A DOM-Based Cross-site Scripting (XSS) vulnerability was discovered in the WP Image Mask WordPress plugin, developed by Bogdan Bendziukov. The vulnerability affects all versions of WP Image Mask up to and including version 3.1.2. This security issue was disclosed on May 19, 2025 (Patchstack).

The vulnerability has been assigned a CVSS v3.1 base score of 6.5 (Medium severity) with the following vector: CVSS:3.1/AV:N/AC:L/PR:L/UI:R/S:C/C:L/I:L/A:L. The vulnerability requires low privileges and user interaction to exploit, with the attack vector being network-accessible. The scope is changed, and the impact affects confidentiality, integrity, and availability at a low level (NVD).

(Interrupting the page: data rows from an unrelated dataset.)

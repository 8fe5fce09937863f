//! Enumeration converters.
//!
//! Wire enums travel as their underlying ordinal: the token is the decimal
//! discriminant, parsed back through [`WireEnum::from_ordinal`]. Declaring an
//! enum with [`wire_enum!`] implements the trait and makes the type
//! registrable through the generic [`EnumConverter`], which is how the
//! built-in protocol enums reach the fallback tier.

use std::marker::PhantomData;

use crate::error::Result;

use super::scalar::could_not_convert;
use super::Converter;

/// An enumeration with a stable wire ordinal per variant.
///
/// Implemented by [`wire_enum!`]; hand implementations only need a total
/// `to_ordinal` and a `from_ordinal` that rejects unknown discriminants.
pub trait WireEnum: Copy + PartialEq + Send + Sync + 'static {
    /// Converter identity used in diagnostics.
    const NAME: &'static str;

    fn to_ordinal(self) -> i64;

    fn from_ordinal(ordinal: i64) -> Option<Self>;
}

/// Registry-tier converter for any [`WireEnum`].
pub struct EnumConverter<E>(PhantomData<fn() -> E>);

impl<E> EnumConverter<E> {
    pub fn new() -> Self {
        Self(PhantomData)
    }
}

impl<E> Default for EnumConverter<E> {
    fn default() -> Self {
        Self::new()
    }
}

impl<E: WireEnum> Converter<E> for EnumConverter<E> {
    fn name(&self) -> &str {
        E::NAME
    }

    fn serialize(&self, value: &E) -> Result<String> {
        Ok(value.to_ordinal().to_string())
    }

    fn deserialize(&self, text: &str) -> Result<E> {
        let ordinal: i64 = text.parse().map_err(|_| could_not_convert(text, E::NAME))?;
        E::from_ordinal(ordinal).ok_or_else(|| could_not_convert(text, E::NAME))
    }
}

/// Declares a wire enumeration: the enum itself plus its [`WireEnum`] impl.
///
/// The structural derives (`Debug`, `Clone`, `Copy`, `PartialEq`, `Eq`,
/// `Hash`) come along; anything further, serde derives included, goes in the
/// attribute position of the declaration.
///
/// ```rust
/// use text_protocol::wire_enum;
///
/// wire_enum! {
///     /// Faction of a map entity.
///     pub enum Faction {
///         Neutral = 0,
///         Angel = 1,
///         Demon = 2,
///     }
/// }
/// ```
#[macro_export]
macro_rules! wire_enum {
    (
        $(#[$meta:meta])*
        $vis:vis enum $name:ident {
            $( $(#[$vmeta:meta])* $variant:ident = $ordinal:literal ),+ $(,)?
        }
    ) => {
        $(#[$meta])*
        #[derive(Debug, Clone, Copy, PartialEq, Eq, Hash)]
        $vis enum $name {
            $( $(#[$vmeta])* $variant = $ordinal ),+
        }

        impl $crate::convert::WireEnum for $name {
            const NAME: &'static str = stringify!($name);

            fn to_ordinal(self) -> i64 {
                self as i64
            }

            fn from_ordinal(ordinal: i64) -> Option<Self> {
                match ordinal {
                    $( $ordinal => Some(Self::$variant), )+
                    _ => None,
                }
            }
        }
    };
}
//! Declarative packet and record macros.
//!
//! [`wire_packet!`](crate::wire_packet) and
//! [`wire_record!`](crate::wire_record) emit, from a single declaration, the
//! plain struct, its static definition table (behind
//! `once_cell::sync::Lazy`), and the value glue that crosses between the
//! struct and the generated codec's [`FieldValue`](super::FieldValue)
//! envelopes. Field shapes are written in brackets after the field type:
//!
//! ```rust
//! use text_protocol::{wire_packet, wire_record};
//!
//! wire_record! {
//!     #[derive(Debug, Clone, PartialEq, serde::Serialize, serde::Deserialize)]
//!     pub struct MateSlot {
//!         0 => vnum: Option<i32> [nullable(i32)],
//!         1 => level: Option<i32> [nullable(i32)],
//!     }
//! }
//!
//! wire_packet! {
//!     #[derive(Debug, Clone, PartialEq, serde::Serialize, serde::Deserialize)]
//!     pub struct MateList {
//!         header = "sclist",
//!         direction = Server,
//!         separator = ' ';
//!         0 => owner: i64 [scalar],
//!         1 => mates: Vec<MateSlot> [list(record MateSlot, delimited, sep = '^', inner = '.')],
//!     }
//! }
//! ```
//!
//! Shape forms: `[scalar]`, `[nullable(T)]`, `[registered]`,
//! `[record, inner = '.']`, `[list(record E, fixed = N, sep = ' ', inner = '.')]`,
//! `[list(record E, delimited, sep = '^', inner = '.')]`,
//! `[list(scalar E, fixed = N, sep = ' ')]`, `[list(scalar E, delimited, sep = '.')]`.

/// Declares a packet type: the struct, its [`PacketDefinition`](super::PacketDefinition),
/// and its [`WirePacket`](crate::packet::WirePacket) glue.
#[macro_export]
macro_rules! wire_packet {
    (
        $(#[$meta:meta])*
        $vis:vis struct $name:ident {
            header = $header:literal,
            direction = $direction:ident,
            separator = $separator:literal;
            $( $index:literal => $field:ident : $fty:ty [ $($shape:tt)+ ] ),+ $(,)?
        }
    ) => {
        $(#[$meta])*
        $vis struct $name {
            $( pub $field: $fty, )+
        }

        impl $crate::packet::WirePacket for $name {
            fn definition() -> &'static $crate::schema::PacketDefinition {
                static DEFINITION: $crate::once_cell::sync::Lazy<$crate::schema::PacketDefinition> =
                    $crate::once_cell::sync::Lazy::new(|| $crate::schema::PacketDefinition {
                        header: $header,
                        direction: $crate::schema::Direction::$direction,
                        separator: $separator,
                        fields: vec![
                            $( $crate::__wire_field!($index, stringify!($field), $fty, [ $($shape)+ ]) ),+
                        ],
                    });
                &DEFINITION
            }

            fn to_values(&self) -> Vec<$crate::schema::FieldValue> {
                vec![ $( $crate::__wire_to_value!(&self.$field, [ $($shape)+ ]) ),+ ]
            }

            fn from_values(values: Vec<$crate::schema::FieldValue>) -> $crate::error::Result<Self> {
                let mut values = values.into_iter();
                Ok(Self {
                    $(
                        $field: $crate::__wire_from_value!(
                            $crate::__wire_next_value!(values, $field),
                            stringify!($field),
                            $fty,
                            [ $($shape)+ ]
                        )?,
                    )+
                })
            }
        }
    };
}

/// Declares a nested sub-record type: the struct, its
/// [`RecordDef`](super::RecordDef), and its [`WireRecord`](super::WireRecord)
/// glue.
#[macro_export]
macro_rules! wire_record {
    (
        $(#[$meta:meta])*
        $vis:vis struct $name:ident {
            $( $index:literal => $field:ident : $fty:ty [ $($shape:tt)+ ] ),+ $(,)?
        }
    ) => {
        $(#[$meta])*
        $vis struct $name {
            $( pub $field: $fty, )+
        }

        impl $crate::schema::WireRecord for $name {
            fn record_def() -> &'static $crate::schema::RecordDef {
                static DEFINITION: $crate::once_cell::sync::Lazy<$crate::schema::RecordDef> =
                    $crate::once_cell::sync::Lazy::new(|| $crate::schema::RecordDef {
                        name: stringify!($name),
                        fields: vec![
                            $( $crate::__wire_field!($index, stringify!($field), $fty, [ $($shape)+ ]) ),+
                        ],
                    });
                &DEFINITION
            }

            fn to_values(&self) -> Vec<$crate::schema::FieldValue> {
                vec![ $( $crate::__wire_to_value!(&self.$field, [ $($shape)+ ]) ),+ ]
            }

            fn from_values(values: Vec<$crate::schema::FieldValue>) -> $crate::error::Result<Self> {
                let mut values = values.into_iter();
                Ok(Self {
                    $(
                        $field: $crate::__wire_from_value!(
                            $crate::__wire_next_value!(values, $field),
                            stringify!($field),
                            $fty,
                            [ $($shape)+ ]
                        )?,
                    )+
                })
            }
        }
    };
}

#[doc(hidden)]
#[macro_export]
macro_rules! __wire_next_value {
    ($values:ident, $field:ident) => {
        $values.next().ok_or_else(|| {
            $crate::error::ProtocolError::Definition(
                concat!("missing value for field `", stringify!($field), "`").to_string(),
            )
        })?
    };
}

#[doc(hidden)]
#[macro_export]
macro_rules! __wire_field {
    ($index:expr, $name:expr, $fty:ty, [scalar]) => {
        $crate::schema::FieldSpec::scalar($index, $name, <$fty as $crate::convert::WireScalar>::KIND)
    };
    ($index:expr, $name:expr, $fty:ty, [nullable($inner:ty)]) => {
        $crate::schema::FieldSpec::nullable($index, $name, <$inner as $crate::convert::WireScalar>::KIND)
    };
    ($index:expr, $name:expr, $fty:ty, [registered]) => {
        $crate::schema::FieldSpec::registered($index, $name, $crate::convert::TypeDescriptor::of::<$fty>())
    };
    ($index:expr, $name:expr, $fty:ty, [record, inner = $is:literal]) => {
        $crate::schema::FieldSpec::record(
            $index,
            $name,
            <$fty as $crate::schema::WireRecord>::record_def(),
            $is,
        )
    };
    ($index:expr, $name:expr, $fty:ty, [list(record $elem:ty, fixed = $len:literal, sep = $ls:literal, inner = $is:literal)]) => {
        $crate::schema::FieldSpec::list(
            $index,
            $name,
            $crate::schema::ValueShape::Record(<$elem as $crate::schema::WireRecord>::record_def()),
            $crate::schema::ListLen::Fixed($len),
            $ls,
            $is,
        )
    };
    ($index:expr, $name:expr, $fty:ty, [list(record $elem:ty, delimited, sep = $ls:literal, inner = $is:literal)]) => {
        $crate::schema::FieldSpec::list(
            $index,
            $name,
            $crate::schema::ValueShape::Record(<$elem as $crate::schema::WireRecord>::record_def()),
            $crate::schema::ListLen::Delimited,
            $ls,
            $is,
        )
    };
    ($index:expr, $name:expr, $fty:ty, [list(scalar $elem:ty, fixed = $len:literal, sep = $ls:literal)]) => {
        $crate::schema::FieldSpec::list(
            $index,
            $name,
            $crate::schema::ValueShape::Scalar(<$elem as $crate::convert::WireScalar>::KIND),
            $crate::schema::ListLen::Fixed($len),
            $ls,
            '.',
        )
    };
    ($index:expr, $name:expr, $fty:ty, [list(scalar $elem:ty, delimited, sep = $ls:literal)]) => {
        $crate::schema::FieldSpec::list(
            $index,
            $name,
            $crate::schema::ValueShape::Scalar(<$elem as $crate::convert::WireScalar>::KIND),
            $crate::schema::ListLen::Delimited,
            $ls,
            '.',
        )
    };
}

#[doc(hidden)]
#[macro_export]
macro_rules! __wire_to_value {
    ($value:expr, [scalar]) => {
        $crate::schema::value::scalar_value($value)
    };
    ($value:expr, [nullable($inner:ty)]) => {
        $crate::schema::value::nullable_value::<$inner>($value)
    };
    ($value:expr, [registered]) => {
        $crate::schema::value::registered_value($value)
    };
    ($value:expr, [record, inner = $is:literal]) => {
        $crate::schema::value::record_value($value)
    };
    ($value:expr, [list(record $elem:ty, $($rest:tt)+)]) => {
        $crate::schema::FieldValue::List(
            $value.iter().map($crate::schema::value::record_value).collect(),
        )
    };
    ($value:expr, [list(scalar $elem:ty, $($rest:tt)+)]) => {
        $crate::schema::FieldValue::List(
            $value.iter().map($crate::schema::value::scalar_value).collect(),
        )
    };
}

#[doc(hidden)]
#[macro_export]
macro_rules! __wire_from_value {
    ($value:expr, $name:expr, $fty:ty, [scalar]) => {
        $crate::schema::value::take_scalar::<$fty>($value, $name)
    };
    ($value:expr, $name:expr, $fty:ty, [nullable($inner:ty)]) => {
        $crate::schema::value::take_nullable::<$inner>($value, $name)
    };
    ($value:expr, $name:expr, $fty:ty, [registered]) => {
        $crate::schema::value::take_registered::<$fty>($value, $name)
    };
    ($value:expr, $name:expr, $fty:ty, [record, inner = $is:literal]) => {
        $crate::schema::value::take_record($value, $name)
    };
    ($value:expr, $name:expr, $fty:ty, [list(record $elem:ty, $($rest:tt)+)]) => {
        $crate::schema::value::take_list($value, $name, |item| {
            $crate::schema::value::take_record::<$elem>(item, $name)
        })
    };
    ($value:expr, $name:expr, $fty:ty, [list(scalar $elem:ty, $($rest:tt)+)]) => {
        $crate::schema::value::take_list($value, $name, |item| {
            $crate::schema::value::take_scalar::<$elem>(item, $name)
        })
    };
}

#[cfg(test)]
mod tests {
    #![allow(clippy::unwrap_used)]

    use crate::packet::WirePacket;
    use crate::schema::value::FieldValue;
    use crate::schema::{Direction, ListLen, ValueShape, WireRecord};

    wire_record! {
        #[derive(Debug, Clone, PartialEq)]
        struct Pair {
            0 => left: Option<i32> [nullable(i32)],
            1 => right: Option<i32> [nullable(i32)],
        }
    }

    wire_packet! {
        #[derive(Debug, Clone, PartialEq)]
        struct Probe {
            header = "probe",
            direction = Client,
            separator = ' ';
            0 => id: i64 [scalar],
            2 => label: String [scalar],
            5 => pairs: Vec<Pair> [list(record Pair, fixed = 2, sep = ' ', inner = '.')],
        }
    }

    #[test]
    fn definition_reflects_the_declaration() {
        let def = Probe::definition();
        assert_eq!(def.header, "probe");
        assert_eq!(def.direction, Direction::Client);
        assert_eq!(def.fields.len(), 3);
        assert_eq!(def.fields[1].index, 2);
        assert_eq!(def.fields[1].name, "label");
        match &def.fields[2].shape {
            ValueShape::List { element, len } => {
                assert_eq!(*len, ListLen::Fixed(2));
                assert!(matches!(element.as_ref(), ValueShape::Record(d) if d.name == "Pair"));
            }
            other => panic!("expected list shape, got {other:?}"),
        }
        assert!(def.validate().is_ok());
    }

    #[test]
    fn glue_round_trips_through_the_envelope() {
        let probe = Probe {
            id: 143,
            label: "derfy".to_string(),
            pairs: vec![
                Pair { left: Some(0), right: Some(2105) },
                Pair { left: None, right: None },
            ],
        };
        let values = probe.to_values();
        assert_eq!(values.len(), 3);
        assert!(matches!(values[2], FieldValue::List(_)));
        let rebuilt = Probe::from_values(values).unwrap();
        assert_eq!(rebuilt, probe);
    }

    #[test]
    fn missing_values_fail_instead_of_defaulting() {
        let probe = Probe {
            id: 1,
            label: String::new(),
            pairs: vec![],
        };
        let mut values = probe.to_values();
        values.pop();
        assert!(Probe::from_values(values).is_err());
    }

    #[test]
    fn record_def_is_shared_and_ordered() {
        let def = Pair::record_def();
        assert_eq!(def.name, "Pair");
        assert_eq!(def.fields[0].name, "left");
        assert!(std::ptr::eq(def, Pair::record_def()));
    }
}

If successfully exploited, this vulnerability could allow an attacker to inject malicious scripts that would be executed when users visit the affected website. This could lead to theft of sensitive information, session hijacking, or other malicious actions performed in the context of the victim's browser (Patchstack).

The vulnerability has been fixed in version 3.1.3 of the WP Image Mask plugin. Users are strongly recommended to update to this version or later to protect against this security issue. No other workarounds are currently available (Patchstack).